Невольно вспоминается, как в «Белой гвардии» Булгаков воспевал абажур — символ тепла, уюта, семьи…

«А потом… потом в комнате противно, как во всякой комнате, где хаос укладки, и еще хуже, когда абажур сдернут с лампы! Никогда. Никогда не сдергивайте абажур с лампы! Абажур священен. Никогда не убегайте крысьей побежкой на неизвестность от опасности. У абажура дремлите, читайте — пусть воет вьюга, — ждите, пока к вам придут».

Булгаков любил Чехова, но не фанатичной любовью, а какой-то ласковой, как любят хорошего, умного старшего брата. Он особенно восторгался его записными книжками. Иногда цитировал — всегда неожиданно — «жена моя лютеранка». Теперь-то, вспоминая, я вижу, как он вообще много знал. К тому же память у него была превосходная…

Так совпало (1928 г.), что идут сразу все три пьесы: «Дни Турбиных», «Зойкина квартира» и «Багровый остров». К нам ходят разные люди. Из писателей вспоминаю Ильфа и Евгения Петрова, Николая Эрдмана, Юрия Олешу, Е. И. Замятина, актеров М. М. Яншина, Н. П. Хмелева, И. М. Кудрявцева, В. Я. Станицына. Случалось, мелькал острый профиль Савонаролы — художника Н. Э. Радлова, приезжавшего из Ленинграда.

Когда приходили к нам старые приятели: Понсовы, Сережа Топленинов, Петя Васильев, мы устраивали «блошиные бои». Михаил Афанасьевич пристрастился к этой детской игре и достиг в ней необыкновенных успехов, за что получил прозвище «Мака-Булгака блошиный царь».

В те годы мы часто ездили в «Кружок» — клуб работников искусств в Старопименовском переулке.

Почти каждый раз за одним и тем же столиком восседал Демьян Бедный, очень солидный, добротно сколоченный человек. В жизни не сказала бы, что это поэт. Скорее можно было представить себе, что это военный в генеральском чине.
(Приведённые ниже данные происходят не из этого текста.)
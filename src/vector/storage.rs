//! Persisted corpus artifacts: embedding vectors plus clip metadata.
//!
//! The offline embedding job writes one artifact directory per content
//! type. Each directory holds two files:
//!
//! - `vectors.bin` — binary vector payload, memory-mapped on load:
//!   header (16 bytes: magic, version, dimension, count) followed by
//!   contiguous little-endian f32 data, row-major, one row per clip.
//! - `metadata.json` — `{"filenames": [...], "file_paths": [...]}`,
//!   positionally aligned with the vector rows.
//!
//! Artifacts are read-only at serving time; a reindex re-reads them from
//! disk and swaps in a freshly built index.

use std::fs::File;
use std::io::Write;
use std::path::Path;

use memmap2::MmapOptions;
use serde::{Deserialize, Serialize};

use crate::vector::types::{VectorDimension, VectorError};

/// Current artifact format version.
const ARTIFACT_VERSION: u32 = 1;

/// Size of the vectors.bin header in bytes.
const HEADER_SIZE: usize = 16;

/// Magic bytes identifying audio embedding vector files.
const MAGIC_BYTES: &[u8; 4] = b"AVEC";

/// Number of bytes per f32 value.
const BYTES_PER_F32: usize = 4;

/// File name of the binary vector payload inside an artifact directory.
pub const VECTORS_FILE: &str = "vectors.bin";

/// File name of the metadata sidecar inside an artifact directory.
pub const METADATA_FILE: &str = "metadata.json";

/// One indexed audio clip: stable identity plus its embedding vector.
#[derive(Debug, Clone)]
pub struct CorpusItem {
    /// Display name, typically the bare file name.
    pub filename: String,
    /// Path of the source audio file, relative to the audio root or
    /// absolute. Used to build the serving URL.
    pub source_path: String,
    /// Embedding vector. Normalized to unit length when the index is
    /// built, not necessarily on disk.
    pub embedding: Vec<f32>,
}

/// A fully loaded artifact directory.
#[derive(Debug)]
pub struct CorpusArtifacts {
    pub dimension: VectorDimension,
    pub items: Vec<CorpusItem>,
}

/// Metadata sidecar schema. Arrays are positionally aligned with the
/// vector rows in `vectors.bin`.
#[derive(Debug, Serialize, Deserialize)]
struct MetadataFile {
    filenames: Vec<String>,
    #[serde(default)]
    file_paths: Vec<String>,
}

/// Loads corpus artifacts from a directory.
///
/// Validates the header (magic, version, payload size) and the positional
/// alignment between vectors and metadata. When `file_paths` is shorter
/// than `filenames`, the filename doubles as the path (flat corpus layout).
pub fn load_artifacts(dir: &Path) -> Result<CorpusArtifacts, VectorError> {
    let vectors_path = dir.join(VECTORS_FILE);
    let metadata_path = dir.join(METADATA_FILE);

    if !vectors_path.exists() {
        return Err(VectorError::Storage(std::io::Error::new(
            std::io::ErrorKind::NotFound,
            format!("Vector file not found: {}", vectors_path.display()),
        )));
    }

    let file = File::open(&vectors_path)?;
    let mmap = unsafe { MmapOptions::new().map(&file)? };

    if mmap.len() < HEADER_SIZE {
        return Err(VectorError::InvalidFormat(format!(
            "{} is too small to contain a header",
            vectors_path.display()
        )));
    }
    if &mmap[0..4] != MAGIC_BYTES {
        return Err(VectorError::InvalidFormat(format!(
            "{} has wrong magic bytes",
            vectors_path.display()
        )));
    }

    let version = u32::from_le_bytes([mmap[4], mmap[5], mmap[6], mmap[7]]);
    if version != ARTIFACT_VERSION {
        return Err(VectorError::VersionMismatch {
            expected: ARTIFACT_VERSION,
            actual: version,
        });
    }

    let dim = u32::from_le_bytes([mmap[8], mmap[9], mmap[10], mmap[11]]) as usize;
    let count = u32::from_le_bytes([mmap[12], mmap[13], mmap[14], mmap[15]]) as usize;
    let dimension = VectorDimension::new(dim)?;

    let expected_len = HEADER_SIZE + count * dim * BYTES_PER_F32;
    if mmap.len() < expected_len {
        return Err(VectorError::InvalidFormat(format!(
            "{} truncated: expected {} bytes for {} vectors, found {}",
            vectors_path.display(),
            expected_len,
            count,
            mmap.len()
        )));
    }

    let metadata = load_metadata(&metadata_path)?;
    if metadata.filenames.len() != count {
        return Err(VectorError::Metadata(format!(
            "metadata lists {} filenames but {} holds {} vectors",
            metadata.filenames.len(),
            vectors_path.display(),
            count
        )));
    }

    let mut items = Vec::with_capacity(count);
    for row in 0..count {
        let start = HEADER_SIZE + row * dim * BYTES_PER_F32;
        let mut embedding = Vec::with_capacity(dim);
        for i in 0..dim {
            let offset = start + i * BYTES_PER_F32;
            embedding.push(f32::from_le_bytes([
                mmap[offset],
                mmap[offset + 1],
                mmap[offset + 2],
                mmap[offset + 3],
            ]));
        }

        let filename = metadata.filenames[row].clone();
        let source_path = metadata
            .file_paths
            .get(row)
            .cloned()
            .unwrap_or_else(|| filename.clone());

        items.push(CorpusItem {
            filename,
            source_path,
            embedding,
        });
    }

    Ok(CorpusArtifacts { dimension, items })
}

fn load_metadata(path: &Path) -> Result<MetadataFile, VectorError> {
    if !path.exists() {
        return Err(VectorError::Storage(std::io::Error::new(
            std::io::ErrorKind::NotFound,
            format!("Metadata file not found: {}", path.display()),
        )));
    }
    let contents = std::fs::read_to_string(path)?;
    serde_json::from_str(&contents)
        .map_err(|e| VectorError::Metadata(format!("invalid JSON in {}: {e}", path.display())))
}

/// Writes corpus artifacts to a directory, replacing any prior content.
///
/// Used by the offline embedding job and by tests to build fixtures.
pub fn write_artifacts(
    dir: &Path,
    dimension: VectorDimension,
    items: &[CorpusItem],
) -> Result<(), VectorError> {
    for item in items {
        dimension.validate_vector(&item.embedding)?;
    }

    std::fs::create_dir_all(dir)?;

    let vectors_path = dir.join(VECTORS_FILE);
    let mut file = File::create(&vectors_path)?;
    file.write_all(MAGIC_BYTES)?;
    file.write_all(&ARTIFACT_VERSION.to_le_bytes())?;
    file.write_all(&(dimension.get() as u32).to_le_bytes())?;
    file.write_all(&(items.len() as u32).to_le_bytes())?;
    for item in items {
        for &value in &item.embedding {
            file.write_all(&value.to_le_bytes())?;
        }
    }
    file.flush()?;

    let metadata = MetadataFile {
        filenames: items.iter().map(|i| i.filename.clone()).collect(),
        file_paths: items.iter().map(|i| i.source_path.clone()).collect(),
    };
    let metadata_path = dir.join(METADATA_FILE);
    let json = serde_json::to_string_pretty(&metadata)
        .map_err(|e| VectorError::Metadata(e.to_string()))?;
    std::fs::write(&metadata_path, json)?;

    Ok(())
}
В бильярдной зачастую сражались Булгаков и Маяковский, а я, сидя на возвышении, наблюдала за их игрой и думала, какие они разные. Начать с того, что Михаил Афанасьевич предпочитал «пирамидку», игру более тонкую, а Маяковский тяготел к «американке» и достиг в ней большого мастерства. Думаю, что никакой особенной симпатии они друг к другу не питали, но оба держались корректно, если не считать того, что Михаил Афанасьевич терпеть не мог, когда его называли просто по фамилии, опуская имя и отчество. Он считал это неоправданной фамильярностью.
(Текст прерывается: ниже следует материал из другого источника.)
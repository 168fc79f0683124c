//! Error types for the audio retrieval service
//!
//! This module provides structured error types using thiserror for better
//! error handling and actionable error messages.

use crate::types::ContentType;
use thiserror::Error;

/// Main error type for search requests.
///
/// The taxonomy separates request-level failures (validation, embedding)
/// from deployment-level failures (missing index artifacts). Translation
/// degradation is deliberately absent: it is recovered into a warning field
/// on the response, never surfaced as an error.
#[derive(Error, Debug)]
pub enum SearchError {
    /// A requested content type has no built index (artifacts missing or
    /// unreadable at startup).
    #[error(
        "No index built for content type '{content_type}'. Check that the artifacts directory contains a '{content_type}' subdirectory with vectors.bin and metadata.json"
    )]
    MissingIndex { content_type: ContentType },

    /// Configuration errors: bad paths, dimension mismatch between the
    /// embedding provider and the persisted artifacts, and similar.
    #[error("Invalid configuration: {reason}")]
    Config { reason: String },

    /// The embedding provider is unreachable, timed out, or returned
    /// malformed output. Fatal for the request.
    #[error("Embedding generation failed: {reason}")]
    Embedding { reason: String },

    /// Request rejected before any embedding or search work.
    #[error("Invalid request: {reason}")]
    Validation { reason: String },

    /// General errors for cases that do not fit the taxonomy above.
    #[error("{0}")]
    Internal(String),
}

impl SearchError {
    /// Get a stable status code for this error type.
    ///
    /// Returns a string identifier that can be used in JSON responses
    /// for programmatic error handling.
    pub fn status_code(&self) -> &'static str {
        match self {
            Self::MissingIndex { .. } => "MISSING_INDEX",
            Self::Config { .. } => "CONFIG_ERROR",
            Self::Embedding { .. } => "EMBEDDING_ERROR",
            Self::Validation { .. } => "VALIDATION_ERROR",
            Self::Internal(_) => "INTERNAL_ERROR",
        }
    }

    /// HTTP status code this error maps to.
    ///
    /// Validation failures are client errors; everything else is a
    /// server-side condition.
    pub fn http_status(&self) -> u16 {
        match self {
            Self::Validation { .. } => 400,
            _ => 500,
        }
    }

    /// Convenience constructor for validation failures.
    pub fn validation(reason: impl Into<String>) -> Self {
        Self::Validation {
            reason: reason.into(),
        }
    }

    /// Convenience constructor for embedding failures.
    pub fn embedding(reason: impl Into<String>) -> Self {
        Self::Embedding {
            reason: reason.into(),
        }
    }
}

impl From<crate::vector::VectorError> for SearchError {
    fn from(err: crate::vector::VectorError) -> Self {
        use crate::vector::VectorError;
        match err {
            VectorError::EmbeddingFailed(reason) => Self::Embedding { reason },
            VectorError::DimensionMismatch { expected, actual } => Self::Embedding {
                reason: format!("dimension mismatch: expected {expected}, got {actual}"),
            },
            other => Self::Internal(other.to_string()),
        }
    }
}

/// Result type alias for search operations.
pub type SearchResult<T> = Result<T, SearchError>;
Этой зимой (1928 г.) мы ходили на лыжах с Художественным театром. Водил нас инструктор Владимир Иванович на горы близ деревни Гладышево и в Сокольники. Лучше всех из нашей компании ходил на лыжах Иван Михайлович Кудрявцев (в «Турбиных» — Николка), как-то очень легко, невесомо, как «ангел по облакам», по выражению Михаила Афанасьевича.

…Из Тифлиса к нам приехала Марика Чимишкиан (наша тбилисская знакомая). Меня не было дома. Маруся затопила ей ванну (у нас всюду было печное отопление, и Михаил Афанасьевич иногда сам топил печку в своем кабинете. Помешивая, любил смотреть на подернутые золотом угли, но всегда боялся угара). В это время к нам на Пироговскую пришел в гости Павел Александрович Марков, сотрудник МХАТа. Михаил Афанасьевич сказал ему:

— К нам приехал в гости один старичок, хорошо рассказывает анекдоты. Сейчас он в ванне. Вымоется и выйдет…
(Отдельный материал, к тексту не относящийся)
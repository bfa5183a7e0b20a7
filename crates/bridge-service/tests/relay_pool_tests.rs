use std::collections::{HashMap, HashSet};
use std::sync::atomic::{AtomicUsize, Ordering};
use std::sync::{Arc, Mutex};
use std::time::Duration;

use async_trait::async_trait;
use tokio::sync::{mpsc, Notify};
use tokio::time::{sleep, timeout, Instant};

use bridge_service::relay::{
    PublishError, ReconnectPolicy, RelayConnector, RelayError, RelayLink,
};
use bridge_service::{PoolOptions, RelayPool};
use dm_crypto::{KeyMaterial, PublicIdentity};
use dm_proto::{ClientMessage, Event, Filter, RelayMessage, UnsignedEvent};

// ── In-memory relays ─────────────────────────────────────────────────────────

#[derive(Debug, Clone, Copy)]
enum OnPublish {
    Accept(Duration),
    Reject,
    Silent,
}

#[derive(Debug, Clone)]
struct MockRelay {
    stored: Vec<Event>,
    on_publish: OnPublish,
    refuse: bool,
    /// Answer this many REQs per connection with `CLOSED` first.
    close_reqs: usize,
    close_reason: &'static str,
}

impl MockRelay {
    fn accepting() -> Self {
        Self {
            stored: Vec::new(),
            on_publish: OnPublish::Accept(Duration::ZERO),
            refuse: false,
            close_reqs: 0,
            close_reason: "",
        }
    }

    fn storing(events: Vec<Event>) -> Self {
        Self {
            stored: events,
            ..Self::accepting()
        }
    }

    fn refusing() -> Self {
        Self {
            refuse: true,
            ..Self::accepting()
        }
    }

    fn closing_first(events: Vec<Event>, reason: &'static str) -> Self {
        Self {
            close_reqs: 1,
            close_reason: reason,
            ..Self::storing(events)
        }
    }

    fn publish(on_publish: OnPublish) -> Self {
        Self {
            on_publish,
            ..Self::accepting()
        }
    }
}

#[derive(Default)]
struct MockNetwork {
    relays: Mutex<HashMap<String, MockRelay>>,
    open: AtomicUsize,
    connects: Mutex<HashMap<String, usize>>,
    reqs: Mutex<Vec<(String, Filter)>>,
    kills: Mutex<HashMap<String, Arc<Notify>>>,
}

impl MockNetwork {
    fn with(relays: Vec<(&str, MockRelay)>) -> Arc<Self> {
        let net = Self::default();
        {
            let mut map = net.relays.lock().unwrap();
            for (url, relay) in relays {
                map.insert(url.to_string(), relay);
            }
        }
        Arc::new(net)
    }

    fn open_links(&self) -> usize {
        self.open.load(Ordering::SeqCst)
    }

    fn connects(&self, url: &str) -> usize {
        self.connects.lock().unwrap().get(url).copied().unwrap_or(0)
    }

    fn reqs_for(&self, url: &str) -> Vec<Filter> {
        self.reqs
            .lock()
            .unwrap()
            .iter()
            .filter(|(u, _)| u == url)
            .map(|(_, f)| f.clone())
            .collect()
    }

    /// Replace what the relay serves from its next connection on.
    fn set_stored(&self, url: &str, events: Vec<Event>) {
        if let Some(relay) = self.relays.lock().unwrap().get_mut(url) {
            relay.stored = events;
        }
    }

    /// Drop the relay's current connection from the relay side.
    fn kill(&self, url: &str) {
        if let Some(kill) = self.kills.lock().unwrap().get(url) {
            kill.notify_one();
        }
    }
}

struct MockConnector(Arc<MockNetwork>);

#[async_trait]
impl RelayConnector for MockConnector {
    async fn connect(&self, url: &str) -> Result<RelayLink, RelayError> {
        let net = Arc::clone(&self.0);
        *net.connects.lock().unwrap().entry(url.to_string()).or_default() += 1;

        let relay = net
            .relays
            .lock()
            .unwrap()
            .get(url)
            .cloned()
            .ok_or_else(|| RelayError::Connect(format!("unknown relay {url}")))?;
        if relay.refuse {
            return Err(RelayError::Connect("connection refused".into()));
        }

        let kill = Arc::new(Notify::new());
        net.kills
            .lock()
            .unwrap()
            .insert(url.to_string(), Arc::clone(&kill));

        let (out_tx, out_rx) = mpsc::channel(16);
        let (in_tx, in_rx) = mpsc::channel(64);
        net.open.fetch_add(1, Ordering::SeqCst);
        tokio::spawn(serve(net, url.to_string(), relay, kill, out_rx, in_tx));

        Ok(RelayLink {
            outgoing: out_tx,
            incoming: in_rx,
        })
    }
}

async fn serve(
    net: Arc<MockNetwork>,
    url: String,
    relay: MockRelay,
    kill: Arc<Notify>,
    mut frames: mpsc::Receiver<ClientMessage>,
    replies: mpsc::Sender<RelayMessage>,
) {
    let mut reqs_seen = 0;
    loop {
        let frame = tokio::select! {
            frame = frames.recv() => frame,
            _ = kill.notified() => None,
        };
        let Some(frame) = frame else { break };

        match frame {
            ClientMessage::Req {
                subscription_id,
                filter,
            } => {
                net.reqs.lock().unwrap().push((url.clone(), filter));
                reqs_seen += 1;
                if reqs_seen <= relay.close_reqs {
                    let _ = replies
                        .send(RelayMessage::Closed {
                            subscription_id,
                            message: relay.close_reason.to_string(),
                        })
                        .await;
                    continue;
                }
                // Stored events go out unfiltered; the client must check them.
                for event in &relay.stored {
                    let _ = replies
                        .send(RelayMessage::Event {
                            subscription_id: subscription_id.clone(),
                            event: Box::new(event.clone()),
                        })
                        .await;
                }
                let _ = replies.send(RelayMessage::Eose { subscription_id }).await;
            }
            ClientMessage::Event(event) => match relay.on_publish {
                OnPublish::Accept(delay) => {
                    let replies = replies.clone();
                    tokio::spawn(async move {
                        sleep(delay).await;
                        let _ = replies
                            .send(RelayMessage::Ok {
                                event_id: event.id.clone(),
                                accepted: true,
                                message: String::new(),
                            })
                            .await;
                    });
                }
                OnPublish::Reject => {
                    let _ = replies
                        .send(RelayMessage::Ok {
                            event_id: event.id.clone(),
                            accepted: false,
                            message: "blocked: test".into(),
                        })
                        .await;
                }
                OnPublish::Silent => {}
            },
            ClientMessage::Close { .. } => {}
        }
    }
    net.open.fetch_sub(1, Ordering::SeqCst);
}

// ── Helpers ──────────────────────────────────────────────────────────────────

fn pool(net: &Arc<MockNetwork>, urls: &[&str], op_timeout: Duration) -> RelayPool {
    RelayPool::new(
        urls.iter().copied(),
        Arc::new(MockConnector(Arc::clone(net))),
        PoolOptions {
            op_timeout,
            reconnect: ReconnectPolicy::default(),
        },
    )
}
Каково же было удивление Павла Александровича, когда в столовую вместо старичка вышла прехорошенькая Марика! Марков начал смеяться. Мака был доволен. Он радовался, когда шутки удавались, а удавались они почти всегда.

Помню, как-то раз мы поехали навестить нашу старую приятельницу Елену Павловну Лансберг. Как начался последовавший затем розыгрыш, точно не вспомню, не знаю, кто был инициатором. Сделали вид, что пришла одна я, а Михаил Афанасьевич должен был позвонить в парадную дверь позже и притвориться, что он фининспектор и пришел описывать антикварную обстановку Елены Павловны. Спектакль предназначался гостившей у нее родственнице из Ленинграда… Звонок. В комнату вошел — надо признаться — пренеприятный тип. Он отрекомендовался фининспектором местного участка и начал переходить от предмета к предмету, делая ехидные замечания. Родственница (помню, ее звали Олечка) сидела с каким-то застывшим выражением лица, потом отозвала Елену Павловну в соседнюю комнату и тревожно сказала шепотом:

— Это авантюрист какой-то! А ты у него даже не спросила документа!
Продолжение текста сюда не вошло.